[BreachExchange] 198 Million Car-Buyer Records Exposed Online for All to See

Destry Winant destry at riskbasedsecurity.com
Fri Sep 13 10:17:48 EDT 2019


https://threatpost.com/198m-car-buyer-records-exposed-online/148231/

An ElasticSearch DB belonging to Dealer Leads exposed a raft of
information collected by “research” websites aimed at prospective car
buyers.

Over 198 million records containing information on prospective car
buyers, including loan and finance data, vehicle information and IP
addresses for website visitors, has been found exposed on the internet
for anyone to see.

The non-password protected Elasticsearch database belonged to Dealer
Leads, which is a company that gathers information on prospective
buyers via a network of SEO-optimized, targeted websites. According to
Jeremiah Fowler, senior security researcher at Security Discovery, the
websites all provide car-buying research information and classified
ads for visitors. They collect this info and send it on to franchise
and independent car dealerships to be used as sales leads. The exposed
database in total contained 413GB of data.

The information included records with names, email addresses, phone
numbers, physical addresses, IP addresses and other sensitive or
identifiable information exposed to the public internet in plain text,
according to Fowler. In addition, there were “ports, pathways, and
storage info that cybercriminals could exploit to access deeper into
the network,” the researcher said.

He added that the business model used by Dealer Leads is not
particularly transparent. “When contacting a local dealership in their
hometown about a specific automobile they may not have known that the
website actually collected their data as a lead or that this data
could potentially be stored, saved, sold or shared via DealerLeads,”
he noted.

After discovering the database in mid-August, Fowler traced the
information back to multiple website domains.

“Upon further investigation I noticed that many of the websites
appeared to a mix of lead-generation sites and smaller possibly
independent dealerships,” he said in his writeup posted on Wednesday.
“I called several of the websites found inside the database to ask
where they purchased their leads and could never get a straight
answer, despite informing them of a potential data breach. I spent
several days trying to identify the owner of the database and there
was no clear indication in the millions of records.”

Eventually, in manually reviewing multiple domains, Fowler found that
they all linked back to dealerleads[.]com.

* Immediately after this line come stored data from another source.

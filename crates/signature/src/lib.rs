/*!
Движок сопоставления сигнатур падений: разбирает декларативные JSON
сигнатуры и проверяет, описывают ли они данное падение программы.

Сигнатура — это конъюнкция **симптомов** (`output`, `stackFrame`,
`stackFrames`, `stackSize`, `crashAddress`, `instruction`, `testcase`);
каждый симптом проверяет одну грань структурированного отчёта о падении
([`CrashInfo`]). `stackFrames` дополнительно поддерживает частичное
совпадение через [`CrashSignature::get_distance`] и обобщение через
[`CrashSignature::fit`] — см. [`symptom::StackFramesSymptom::diff`].

Этот крейт не содержит ни CLI, ни точки входа процесса: он используется
исключительно как библиотека вызывающим кодом, который сам решает, откуда
берутся JSON сигнатуры и структурированные отчёты о падении.
*/

mod crash_info;
mod error;
mod signature;
pub mod symptom;

pub use crate::crash_info::CrashInfo;
pub use crate::error::{Error, ErrorKind};
pub use crate::signature::CrashSignature;
pub use crate::symptom::Symptom;
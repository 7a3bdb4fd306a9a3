// Copyright (c) 2024 Weird Constructor <weirdconstructor@gmail.com>
// This is a part of vseq. See README.md and COPYING for details.

/*!
JSON interop for [Val], available with the `serde` feature.

A parsed document becomes a [Val] tree, which feeds directly into
[crate::Seq::from_val] coercion and [Val::query] path lookups:

```
use vseq::{Val, IntSeq};
let v = Val::from_json("{\"xs\": [1, \"2\", 3.0]}").unwrap();
let xs = IntSeq::from_val(&v.query("xs").o());
assert_eq!(xs.to_vec(), vec![1, 2, 3]);
```
*/

use fnv::FnvHashMap;
use serde_json::{Number, Value};

use crate::error::Error;
use crate::val::Val;

impl From<&Value> for Val {
    fn from(v: &Value) -> Self {
        match v {
            Value::Null      => Val::None,
            Value::Bool(b)   => Val::Bol(*b),
            Value::Number(n) => {
                match n.as_i64() {
                    Some(i) => Val::Int(i),
                    None    => Val::Flt(n.as_f64().unwrap_or(0.0)),
                }
            },
            Value::String(s) => Val::Str(s.clone()),
            Value::Array(a)  => Val::Lst(a.iter().map(Val::from).collect()),
            Value::Object(o) => {
                let mut m: FnvHashMap<String, Val> = FnvHashMap::default();
                for (k, v) in o.iter() {
                    m.insert(k.clone(), Val::from(v));
                }
                Val::Map(m)
            },
        }
    }
}

impl From<Value> for Val {
    fn from(v: Value) -> Self {
        Val::from(&v)
    }
}

impl From<&Val> for Value {
    fn from(v: &Val) -> Self {
        match v {
            Val::None   => Value::Null,
            Val::Bol(b) => Value::Bool(*b),
            Val::Int(i) => Value::Number(Number::from(*i)),
            Val::Flt(f) => {
                match Number::from_f64(*f) {
                    Some(n) => Value::Number(n),
                    None    => Value::Null,
                }
            },
            Val::Str(s) => Value::String(s.clone()),
            Val::Lst(l) => Value::Array(l.iter().map(Value::from).collect()),
            Val::Map(m) => {
                let mut keys: Vec<&String> = m.keys().collect();
                keys.sort();
                let mut o = serde_json::Map::new();
                for k in keys {
                    o.insert(k.clone(), Value::from(&m[k]));
                }
                Value::Object(o)
            },
        }
    }
}

impl Val {
    /// Parses a JSON document into a [Val] tree.
    pub fn from_json(s: &str) -> Result<Val, Error> {
        let v: Value = serde_json::from_str(s)?;
        Ok(Val::from(&v))
    }

    /// Renders the value as JSON. Map keys come out sorted, so the output
    /// is stable.
    pub fn to_json(&self) -> String {
        Value::from(self).to_string()
    }
}
impl<T: Elem> Seq<T> {
    pub fn new() -> Self {
        Self::default()
    }

    /// Builds a sequence from variant values, coercing each one to `T`.
    /// Values that do not coerce are silently skipped; this is the
    /// documented best effort ingestion policy, not an error path.
    pub fn from_vals(vals: &[Val]) -> Self {
        Seq { v: vals.iter().filter_map(|v| T::from_val(v)).collect() }
    }

    /// Builds a sequence from one arbitrary value: a list converts element
    /// wise (skipping incoercible elements), a scalar becomes a single
    /// element sequence, none becomes the empty sequence.
    pub fn from_val(v: &Val) -> Self {
        match v {
            Val::None   => Seq::new(),
            Val::Lst(l) => Seq::from_vals(l),
            _           => Seq { v: T::from_val(v).into_iter().collect() },
        }
    }

    pub fn len(&self) -> usize {
        self.v.len()
    }

    pub fn is_empty(&self) -> bool {
        self.v.is_empty()
    }

    pub fn iter(&self) -> std::slice::Iter<T> {
        self.v.iter()
    }

    pub fn as_slice(&self) -> &[T] {
        &self.v
    }

    pub fn to_vec(&self) -> Vec<T> {
        self.v.clone()
    }

    pub fn into_vec(self) -> Vec<T> {
        self.v
    }

    // ---- index and range normalization ----

    fn norm_index(&self, i: i64) -> Option<usize> {
        let n = self.v.len() as i64;
        let i = if i < 0 { n + i } else { i };
        if i < 0 || i >= n { None } else { Some(i as usize) }
    }

    /// Normalizes the inclusive range `(i, j)` into a half open index pair.
    /// `None` means the selection is empty.
    fn norm_range(&self, i: i64, j: i64) -> Option<(usize, usize)> {
        let n = self.v.len() as i64;
        if n == 0 {
            return None;
        }

        let mut i = if i < 0 { n + i } else { i };
        let mut j = if j < 0 { n + j } else { j };
        if i < 0 { i = 0; }
        if j >= n { j = n - 1; }

        // inclusive end -> half open working bound
        let j = j + 1;
        if i > n || j < i {
            None
        } else {
            Some((i as usize, j as usize))
        }
    }

    // Insert positions differ from element positions: `i == len` is valid
    // and `-1` means "after the last element".
    fn norm_insert_index(&self, i: i64) -> Option<usize> {
        let n = self.v.len() as i64;
        let i = if i < 0 { n + i + 1 } else { i };
        if i < 0 || i > n { None } else { Some(i as usize) }
    }

    // ---- read family ----

    /// The element at `i`, negative indexes counting from the end. Out of
    /// bounds reads yield the absent [Obj].
    pub fn at(&self, i: i64) -> Obj {
        match self.norm_index(i) {
            Some(i) => Obj::from_val(self.v[i].clone().into_val()),
            None    => Obj::none(),
        }
    }

    pub fn first(&self) -> Obj {
        self.at(0)
    }

    pub fn last(&self) -> Obj {
        self.at(-1)
    }

    /// Copy of the first `|n|` elements. `n == 0` is the empty sequence.
    pub fn first_n(&self, n: i64) -> Self {
        if n == 0 {
            return Seq::new();
        }
        self.slice(0, saturating_abs(n) - 1)
    }

    /// Copy of the last `|n|` elements. `n == 0` is the empty sequence.
    pub fn last_n(&self, n: i64) -> Self {
        if n == 0 {
            return Seq::new();
        }
        self.slice(-saturating_abs(n), -1)
    }

    /// Copy of the inclusive range `(i, j)`. The returned sequence owns its
    /// own storage, mutating it never touches the receiver.
    pub fn slice(&self, i: i64, j: i64) -> Self {
        match self.norm_range(i, j) {
            Some((i, j)) => Seq { v: self.v[i..j].to_vec() },
            None         => Seq::new(),
        }
    }

    /// Position of the first element equal to `v` after coercion. `None`
    /// when absent or when `v` does not coerce to the element type.
    pub fn index_of(&self, v: &Val) -> Option<usize> {
        let want = T::from_val(v)?;
        self.v.iter().position(|x| *x == want)
    }

    pub fn contains(&self, v: &Val) -> bool {
        self.index_of(v).is_some()
    }

    /// Number of elements matching the predicate. This is the primitive
    /// `count` and `any_of` are defined in terms of.
    pub fn count_by<F>(&self, pred: F) -> usize
        where F: Fn(&T) -> bool {
        self.v.iter().filter(|x| pred(x)).count()
    }

    pub fn count(&self, v: &Val) -> usize {
        match T::from_val(v) {
            Some(want) => self.count_by(|x| *x == want),
            None       => 0,
        }
    }

    /// True when the sequence is non empty.
    pub fn any(&self) -> bool {
        !self.v.is_empty()
    }

    /// True when at least one of `vals` is contained. Values that do not
    /// coerce are skipped, as during construction.
    pub fn any_of(&self, vals: &[Val]) -> bool {
        vals.iter().any(|v| self.contains(v))
    }

    /// True when every one of `vals` is contained. A value that does not
    /// coerce cannot be contained, so it makes the answer false rather
    /// than producing a partial result.
    pub fn all_of(&self, vals: &[Val]) -> bool {
        vals.iter().all(|v| self.contains(v))
    }

    // ---- mutating family ----

    /// Appends an already typed element.
    pub fn push(&mut self, t: T) -> &mut Self {
        self.v.push(t);
        self
    }

    /// Coerces and appends one value; values that do not coerce are
    /// silently skipped.
    pub fn append(&mut self, v: impl Into<Val>) -> &mut Self {
        if let Some(t) = T::from_val(&v.into()) {
            self.v.push(t);
        }
        self
    }

    /// Coerces and appends each value, skipping the incoercible ones.
    pub fn append_all(&mut self, vals: &[Val]) -> &mut Self {
        for v in vals {
            if let Some(t) = T::from_val(v) {
                self.v.push(t);
            }
        }
        self
    }

    /// Copy of `self` with `other` appended.
    pub fn concat(&self, other: &Seq<T>) -> Self {
        let mut out = self.clone();
        out.concat_m(other);
        out
    }

    /// Appends all of `other` in place.
    pub fn concat_m(&mut self, other: &Seq<T>) -> &mut Self {
        self.v.extend(other.v.iter().cloned());
        self
    }

    /// Inserts before position `i`, shifting the rest right. `i == len`
    /// and `i == -1` both append. A list value splices all of its
    /// coercible elements at once, keeping their relative order; a scalar
    /// inserts one coerced element. Invalid positions and incoercible
    /// scalars are no-ops.
    pub fn insert(&mut self, i: i64, v: impl Into<Val>) -> &mut Self {
        let at = match self.norm_insert_index(i) {
            Some(at) => at,
            None     => return self,
        };

        match v.into() {
            Val::Lst(l) => {
                let items: Vec<T> = l.iter().filter_map(|x| T::from_val(x)).collect();
                self.v.splice(at..at, items);
            },
            v => {
                if let Some(t) = T::from_val(&v) {
                    self.v.insert(at, t);
                }
            },
        }
        self
    }

    /// Removes the inclusive range `(i, j)`. An empty normalized range is
    /// a no-op.
    pub fn drop_range(&mut self, i: i64, j: i64) -> &mut Self {
        if let Some((i, j)) = self.norm_range(i, j) {
            self.v.drain(i..j);
        }
        self
    }

    /// Removes the element at `i`; out of bounds is a no-op.
    pub fn drop_at(&mut self, i: i64) -> &mut Self {
        if let Some(i) = self.norm_index(i) {
            self.v.remove(i);
        }
        self
    }

    pub fn drop_first(&mut self) -> &mut Self {
        self.drop_at(0)
    }

    pub fn drop_first_n(&mut self, n: i64) -> &mut Self {
        if n == 0 {
            return self;
        }
        self.drop_range(0, saturating_abs(n) - 1)
    }

    pub fn drop_last(&mut self) -> &mut Self {
        self.drop_at(-1)
    }

    pub fn drop_last_n(&mut self, n: i64) -> &mut Self {
        if n == 0 {
            return self;
        }
        self.drop_range(-saturating_abs(n), -1)
    }

    /// Removes every element matching the predicate in one stable forward
    /// pass; survivors keep their relative order.
    pub fn drop_by<F>(&mut self, pred: F) -> &mut Self
        where F: Fn(&T) -> bool {
        self.v.retain(|x| !pred(x));
        self
    }

    /// Overwrites elements starting at `i`, swallowing all errors. See
    /// [Seq::set_e] for the reporting variant.
    pub fn set(&mut self, i: i64, v: impl Into<Val>) -> &mut Self {
        let _ = self.set_e(i, v);
        self
    }

    /// Overwrites elements starting at `i`. A scalar replaces one element,
    /// a list value replaces as many elements as fit between `i` and the
    /// end (the sequence is never resized). Reports out of bounds indexes
    /// and failed coercions; on error nothing is written.
    pub fn set_e(&mut self, i: i64, v: impl Into<Val>) -> Result<&mut Self, Error> {
        let at = self.norm_index(i).ok_or(Error::OutOfBounds {
            index: i,
            len:   self.v.len(),
        })?;

        match v.into() {
            Val::Lst(l) => {
                let room = self.v.len() - at;
                let mut items = Vec::new();
                for x in l.iter().take(room) {
                    items.push(T::from_val(x).ok_or(Error::Coerce {
                        want: T::type_name(),
                        got:  x.type_name(),
                    })?);
                }
                for (off, t) in items.into_iter().enumerate() {
                    self.v[at + off] = t;
                }
            },
            v => {
                self.v[at] = T::from_val(&v).ok_or(Error::Coerce {
                    want: T::type_name(),
                    got:  v.type_name(),
                })?;
            },
        }
        Ok(self)
    }

    /// Swaps two elements; a no-op when either index is out of bounds or
    /// the sequence has fewer than two elements.
    pub fn swap(&mut self, i: i64, j: i64) -> &mut Self {
        if self.v.len() < 2 {
            return self;
        }
        if let (Some(i), Some(j)) = (self.norm_index(i), self.norm_index(j)) {
            self.v.swap(i, j);
        }
        self
    }

    /// Reverses in place with the classic two pointer swap.
    pub fn reverse(&mut self) -> &mut Self {
        let mut i = 0;
        let mut j = self.v.len();
        while j > i + 1 {
            j -= 1;
            self.v.swap(i, j);
            i += 1;
        }
        self
    }

    /// Reversed copy.
    pub fn reversed(&self) -> Self {
        let mut out = self.clone();
        out.reverse();
        out
    }

    /// Sorts in place by the natural order of `T`. Not stable.
    pub fn sort(&mut self) -> &mut Self {
        self.v.sort_unstable_by(|a, b| a.cmp_elem(b));
        self
    }

    /// Sorted copy.
    pub fn sorted(&self) -> Self {
        let mut out = self.clone();
        out.sort();
        out
    }

    /// Sorts in place, descending. Not stable.
    pub fn sort_desc(&mut self) -> &mut Self {
        self.v.sort_unstable_by(|a, b| b.cmp_elem(a));
        self
    }

    /// Descending sorted copy.
    pub fn sorted_desc(&self) -> Self {
        let mut out = self.clone();
        out.sort_desc();
        out
    }

    // ---- remove and return family ----

    /// Removes the inclusive range `(i, j)` and returns it as a new
    /// sequence.
    pub fn take_range(&mut self, i: i64, j: i64) -> Self {
        match self.norm_range(i, j) {
            Some((i, j)) => Seq { v: self.v.drain(i..j).collect() },
            None         => Seq::new(),
        }
    }

    /// Removes and returns the element at `i`; the absent [Obj] when out
    /// of bounds.
    pub fn take_at(&mut self, i: i64) -> Obj {
        match self.norm_index(i) {
            Some(i) => Obj::from_val(self.v.remove(i).into_val()),
            None    => Obj::none(),
        }
    }

    /// Removes every element matching the predicate and returns the
    /// removed ones, both sides keeping their relative order.
    pub fn take_by<F>(&mut self, pred: F) -> Self
        where F: Fn(&T) -> bool {
        let mut taken = Vec::new();
        self.v.retain(|x| {
            if pred(x) {
                taken.push(x.clone());
                false
            } else {
                true
            }
        });
        Seq { v: taken }
    }

    /// Removes and returns the last element.
    pub fn pop(&mut self) -> Obj {
        self.take_at(-1)
    }

    /// Removes the last `n` elements (clamped to the length) and returns
    /// them in their original order. `n == 0` returns the empty sequence
    /// without mutating.
    pub fn pop_n(&mut self, n: usize) -> Self {
        if n == 0 {
            return Seq::new();
        }
        let at = self.v.len().saturating_sub(n);
        Seq { v: self.v.split_off(at) }
    }

    /// Removes and returns the first element.
    pub fn shift(&mut self) -> Obj {
        self.take_at(0)
    }

    /// Removes the first `n` elements (clamped) and returns them. `n == 0`
    /// returns the empty sequence without mutating.
    pub fn shift_n(&mut self, n: usize) -> Self {
        if n == 0 {
            return Seq::new();
        }
        let n = n.min(self.v.len());
        Seq { v: self.v.drain(0..n).collect() }
    }

    // ---- set operations ----

    /// Copy of `self` with `other` appended and duplicates removed, first
    /// occurrence winning.
    pub fn union(&self, other: &Seq<T>) -> Self {
        self.concat(other).uniq()
    }

    /// In place union with `other`.
    pub fn union_m(&mut self, other: &Seq<T>) -> &mut Self {
        self.concat_m(other).uniq_m()
    }

    /// Copy with duplicates removed; the first occurrence of each distinct
    /// value is kept in place.
    pub fn uniq(&self) -> Self {
        let mut out = self.clone();
        out.uniq_m();
        out
    }

    /// Removes later duplicates in place, keeping first occurrences.
    pub fn uniq_m(&mut self) -> &mut Self {
        let mut seen: FnvHashSet<T::Key> = FnvHashSet::default();
        self.v.retain(|x| seen.insert(x.key()));
        self
    }

    // ---- projection ----

    /// New sequence of the elements matching the predicate, in order.
    pub fn select<F>(&self, pred: F) -> Self
        where F: Fn(&T) -> bool {
        Seq { v: self.v.iter().filter(|x| pred(x)).cloned().collect() }
    }

    /// Maps every element into a new sequence of a (possibly different)
    /// element type. An empty sequence maps to an empty sequence.
    pub fn map<U, F>(&self, f: F) -> Seq<U>
        where U: Elem, F: Fn(&T) -> U {
        Seq { v: self.v.iter().map(f).collect() }
    }

    /// Maps into a heterogeneous [ValSeq], for element producing closures
    /// whose result type varies.
    pub fn map_val<F>(&self, f: F) -> ValSeq
        where F: Fn(&T) -> Val {
        Seq { v: self.v.iter().map(f).collect() }
    }

    /// The whole sequence boxed back into one list [Val].
    pub fn to_val(&self) -> Val {
        Val::Lst(self.v.iter().map(|x| x.clone().into_val()).collect())
    }
}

California-based Dealer Leads closed off public access to the
database, which was set to be open and visible in any browser without
administrative credentials, shortly after Fowler called the company on
August 20. However, the data set appeared to have been floating around
for some time before that. It’s also unclear, Fowler said, if Dealer
Leads informed the car dealerships with which it works, or the
impacted website visitors themselves.

“Unfortunately, the data was exposed for an undetermined length of
time and it is unclear who else may have had access to the millions of
records that were publicly exposed,” said Fowler. “This is another
wake up call for any organization that collects and stores large
amounts of data. It is crucial to ensure that the proper safeguards
are in place. Data protection and privacy are now becoming a core part
of the business landscape and there is a growing shift where more and
more people realize that customer data is just as important as the
products or services.”

The incident is just the latest in a string of cloud storage
misconfigurations that have been discovered exposing sensitive
information to the open internet. The most recent high-profile case
was of course Capital One, where a cybercriminal accessed the data of
more than 100 million people in the U.S. and 6 million in Canada.
Thanks to a cloud misconfiguration, the attacker was able to access to
credit applications, Social Security numbers and bank account numbers
in one of the biggest data breaches to ever hit a financial services
company — putting it in the same league in terms of size as the
Equifax incident of 2017.

“Another week, another ElasticSearch misconfigured server,” said Anna
Russell, vice president at comforte AG, via email. “It is clear that
those that choose to use cloud-based databases must perform necessary
due diligence to configure and secure every corner of the system
properly. Sadly, with the recent wave of ElasticSearch, MongoDB, Big
Data, and other Open Source breaches, it does look like security is
not being taken seriously enough. Just because a product is freely
available and highly scalable doesn’t mean you can skip the basic
security recommendations and configurations. Beyond ensuring that
products and services are correctly deployed and maintained by
competent, experienced staff, organizations must also secure their
cloud-based data by adopting a data-centric security model that
protects the data at rest, in motion, and in use – even if a properly
configured system is compromised.”

Dan Tuchler, CMO at SecurityFirst, pointed out that Elastic has
recommendations on how to secure its servers: Secure authenticated
sign-on, managed users and roles, encryption, layered security and
audit logging.

“These steps should apply to any server,” he noted.